Parmalat can proceed with its legal action against Bank of America over the dairy company's financial collapse in 2003, according to a US judge.

The decision is bad news for the one-time Parmalat lender, which argued last November that it should be dismissed from an amended lawsuit brought by the Italian dairy giant's chief executive Enrico Bondi.

But a district judge ruled that Bondi could challenge the Bank of America's alleged failure to disclose the true interest rate of a December 1996 loan to Parmalat Argentina, which he claims contributed to the group's spectacular meltdown.

The judge did not rule on the strength of the claims, but accepted that Bondi had argued them sufficiently enough to proceed with his case. For its part, the Bank of America has said that it was little more than a lender to Parmalat, and did not act as a financial adviser to the company.

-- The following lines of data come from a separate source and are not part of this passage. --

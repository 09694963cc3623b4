/*!
 * MemFS Tests
 * Drive-level behavior of the in-memory tree
 */

use pretty_assertions::assert_eq;
use proptest::prelude::*;

use desktop_sim::vfs::{FileSystem, MemFS, VfsError, VfsPath};

fn path(raw: &str) -> VfsPath {
    VfsPath::parse(raw).unwrap()
}

fn names(fs: &MemFS, dir: &str) -> Vec<String> {
    fs.list_directory(&path(dir))
        .unwrap()
        .iter()
        .map(|n| n.name().to_string())
        .collect()
}

#[test]
fn test_seeded_documents() {
    let fs = MemFS::seeded();

    assert_eq!(
        names(&fs, "C:\\My Documents"),
        vec!["index.html", "my_drawing.png", "readme.txt"]
    );
    let readme = fs.read_file(&path("C:\\My Documents\\readme.txt")).unwrap();
    assert!(readme.starts_with("Welcome to Windows 98!"));
}

#[test]
fn test_write_overwrite_and_metadata() {
    let fs = MemFS::new();
    let file = path("C:\\notes.txt");

    fs.write_file(&file, "first").unwrap();
    fs.write_file(&file, "second draft").unwrap();

    assert_eq!(fs.read_file(&file).unwrap(), "second draft");
    let node = fs.metadata(&file).unwrap();
    assert!(node.is_file());
    assert_eq!(node.size(), Some("second draft".len()));
}

#[test]
fn test_copy_is_independent() {
    let fs = MemFS::new();
    fs.create_directory(&path("C:\\a")).unwrap();
    fs.write_file(&path("C:\\a\\x.txt"), "one").unwrap();

    fs.copy_item(&path("C:\\a"), &path("C:\\b")).unwrap();
    fs.write_file(&path("C:\\a\\x.txt"), "changed").unwrap();

    assert_eq!(fs.read_file(&path("C:\\b\\x.txt")).unwrap(), "one");
}

#[test]
fn test_move_folder_into_itself_is_rejected() {
    let fs = MemFS::new();
    fs.create_directory(&path("C:\\a")).unwrap();

    let result = fs.move_item(&path("C:\\a"), &path("C:\\a\\inner"));
    assert!(matches!(result, Err(VfsError::InvalidPath(_))));
    assert!(fs.exists(&path("C:\\a")));
}

#[test]
fn test_failed_operations_leave_tree_untouched() {
    let fs = MemFS::seeded();
    let before = names(&fs, "C:\\My Documents");

    assert!(fs
        .rename_item(&path("C:\\My Documents\\readme.txt"), "index.html")
        .is_err());
    assert!(fs.delete_item(&path("C:\\My Documents")).is_err());
    assert!(fs
        .copy_item(&path("C:\\nope.txt"), &path("C:\\My Documents\\x.txt"))
        .is_err());

    assert_eq!(names(&fs, "C:\\My Documents"), before);
}

proptest! {
    #[test]
    fn prop_written_files_are_listed(
        entries in prop::collection::btree_map(
            prop::sample::select(vec!["alpha", "beta", "gamma", "delta", "notes", "todo"]),
            prop::sample::select(vec!["", "x", "hello world", "line1\nline2"]),
            1..6,
        )
    ) {
        let fs = MemFS::new();
        for (name, content) in &entries {
            fs.write_file(&path(&format!("C:\\{}.txt", name)), content).unwrap();
        }

        let listed: Vec<String> = fs
            .list_directory(&VfsPath::root())
            .unwrap()
            .iter()
            .map(|n| n.name().to_string())
            .collect();
        let expected: Vec<String> = entries.keys().map(|n| format!("{}.txt", n)).collect();
        prop_assert_eq!(listed, expected);

        for (name, content) in &entries {
            let read = fs.read_file(&path(&format!("C:\\{}.txt", name))).unwrap();
            prop_assert_eq!(read.as_str(), *content);
        }
    }

    #[test]
    fn prop_move_then_move_back_restores(name in prop::sample::select(vec!["a", "b", "c", "report"])) {
        let fs = MemFS::seeded();
        let original = path("C:\\My Documents\\readme.txt");
        let moved = path(&format!("C:\\WINDOWS\\TEMP\\{}.txt", name));

        fs.move_item(&original, &moved).unwrap();
        prop_assert!(!fs.exists(&original));
        fs.move_item(&moved, &original).unwrap();

        prop_assert!(fs.exists(&original));
        prop_assert!(!fs.exists(&moved));
    }
}
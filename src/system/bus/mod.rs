/*!
 * Event Bus
 * Typed publish/subscribe keyed by topic
 *
 * Subscribers are either callbacks or flume channels. Publishing snapshots
 * the subscriber list and delivers outside the map lock, so a callback may
 * publish or (un)subscribe without deadlocking.
 */

mod subscription;
pub mod types;

pub use subscription::Subscription;
pub use types::{FsChange, FsChangeKind, NotificationEvent, SubscriptionId, SystemEvent, Topic};

use ahash::RandomState;
use dashmap::DashMap;
use std::sync::Arc;
use tracing::{debug, trace};

use crate::core::id::{AtomicGenerator, IdGenerator};

/// Callback subscriber
pub type EventCallback = Arc<dyn Fn(&SystemEvent) + Send + Sync>;

#[derive(Clone)]
enum Sink {
    Callback(EventCallback),
    Channel(flume::Sender<SystemEvent>),
}

#[derive(Clone)]
struct Subscriber {
    id: SubscriptionId,
    sink: Sink,
}

pub(crate) struct BusInner {
    topics: DashMap<Topic, Vec<Subscriber>, RandomState>,
    ids: AtomicGenerator,
}

impl BusInner {
    fn remove(&self, topic: &Topic, id: SubscriptionId) {
        let now_empty = match self.topics.get_mut(topic) {
            Some(mut subscribers) => {
                subscribers.retain(|s| s.id != id);
                subscribers.is_empty()
            }
            None => false,
        };
        if now_empty {
            self.topics.remove_if(topic, |_, subscribers| subscribers.is_empty());
        }
        debug!(topic = %topic, subscription = id, "Unsubscribed");
    }
}

/// Process-wide event bus
///
/// Clones share the same subscriber table.
#[derive(Clone)]
pub struct EventBus {
    inner: Arc<BusInner>,
}

impl EventBus {
    pub fn new() -> Self {
        Self {
            inner: Arc::new(BusInner {
                topics: DashMap::with_hasher(RandomState::new()),
                ids: AtomicGenerator::default(),
            }),
        }
    }

    /// Register a callback on `topic`
    pub fn subscribe<F>(&self, topic: Topic, callback: F) -> Subscription
    where
        F: Fn(&SystemEvent) + Send + Sync + 'static,
    {
        self.add(topic, Sink::Callback(Arc::new(callback)))
    }

    /// Channel-based subscription for async consumers
    pub fn watch(&self, topic: Topic) -> (Subscription, flume::Receiver<SystemEvent>) {
        let (tx, rx) = flume::unbounded();
        (self.add(topic, Sink::Channel(tx)), rx)
    }

    fn add(&self, topic: Topic, sink: Sink) -> Subscription {
        let id = self.inner.ids.next();
        self.inner
            .topics
            .entry(topic.clone())
            .or_default()
            .push(Subscriber { id, sink });
        debug!(topic = %topic, subscription = id, "Subscribed");
        Subscription::new(Arc::downgrade(&self.inner), topic, id)
    }

    /// Deliver an event to every subscriber of its topic
    ///
    /// Returns the number of subscribers reached.
    pub fn publish(&self, event: SystemEvent) -> usize {
        let topic = event.topic();
        let snapshot: Vec<Subscriber> = match self.inner.topics.get(&topic) {
            Some(subscribers) => subscribers.clone(),
            None => {
                trace!(topic = %topic, "No subscribers");
                return 0;
            }
        };

        let mut delivered = 0;
        let mut disconnected = Vec::new();

        for subscriber in &snapshot {
            match &subscriber.sink {
                Sink::Callback(callback) => {
                    callback(&event);
                    delivered += 1;
                }
                Sink::Channel(tx) => match tx.send(event.clone()) {
                    Ok(()) => delivered += 1,
                    Err(_) => disconnected.push(subscriber.id),
                },
            }
        }

        // Clean up dropped receivers
        for id in disconnected {
            debug!(topic = %topic, subscription = id, "Receiver disconnected");
            self.inner.remove(&topic, id);
        }

        trace!(topic = %topic, delivered, "Event published");
        delivered
    }

    pub fn subscriber_count(&self, topic: &Topic) -> usize {
        self.inner
            .topics
            .get(topic)
            .map(|subscribers| subscribers.len())
            .unwrap_or(0)
    }
}

impl Default for EventBus {
    fn default() -> Self {
        Self::new()
    }
}

impl std::fmt::Debug for EventBus {
    fn fmt(&self, f: &mut std::fmt::Formatter<'_>) -> std::fmt::Result {
        f.debug_struct("EventBus")
            .field("topics", &self.inner.topics.len())
            .finish()
    }
}
/*!
 * VFS Types
 * Shared types for file-system operations with serde support
 */

mod errors;
mod node;
mod path;

pub use errors::{VfsError, VfsResult};
pub use node::{FileSystemNode, NodeKind, WriteOutcome};
pub use path::VfsPath;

Parmalat went into administration in December 2003 following the revelation that a key account with Bank of America did not exist. Holes in the firms accounts hid the fact that the company was a whopping 14 billion in debt.

Since being appointed administrator, Bondi has pursued allegedly implicated financial institutions in order to recoup the lost billions with incredible vigour, and this latest decision is further vindication of his strategy.

A court hearing on 1 March will decide whether 13 bank executives and four global banks should be sent to trial over the collapse of Parmalat. Under Italian law, companies can stand trial, and can be forced to close if found guilty.

The foreign banks are Citigroup and Morgan Stanley, Germany's Deutsche Bank and Swiss bank UBS. The banks have all denied wrongdoing in Parmalat's collapse.

In addition Calisto Tanzi, the founder of the scandal-hit dairy, faces charges of false accounting and share price manipulation. He is being tried in Milan alongside 15 former executives of the company, which was built up by Tanzi from a small family grocer in the northern Italian city of Parma to a company with 37,000 staff.

He stands accused of manipulating the stock market, publishing false balance sheets and obstructing regulation by the stock market watchdog Consob.